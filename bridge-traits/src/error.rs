use thiserror::Error;

#[derive(Error, Debug)]
pub enum BridgeError {
    #[error("Bridge capability not available: {0}")]
    NotAvailable(String),

    #[error("Bridge operation failed: {0}")]
    OperationFailed(String),

    #[error("Request timed out: {0}")]
    Timeout(String),

    #[error("Network unreachable: {0}")]
    Network(String),

    #[error("IO error: {0}")]
    Io(#[from] std::io::Error),
}

pub type Result<T> = std::result::Result<T, BridgeError>;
================
• **Problem to solve**:
Quote exactly the line containing "#[derive(Error, Debug)]" and every later line through the end of the listing, and no other lines.

• **Response area**:
#[derive(Error, Debug)]
pub enum BridgeError {
    #[error("Bridge capability not available: {0}")]
    NotAvailable(String),

    #[error("Bridge operation failed: {0}")]
    OperationFailed(String),

    #[error("Request timed out: {0}")]
    Timeout(String),

    #[error("Network unreachable: {0}")]
    Network(String),

    #[error("IO error: {0}")]
    Io(#[from] std::io::Error),
}

pub type Result<T> = std::result::Result<T, BridgeError>;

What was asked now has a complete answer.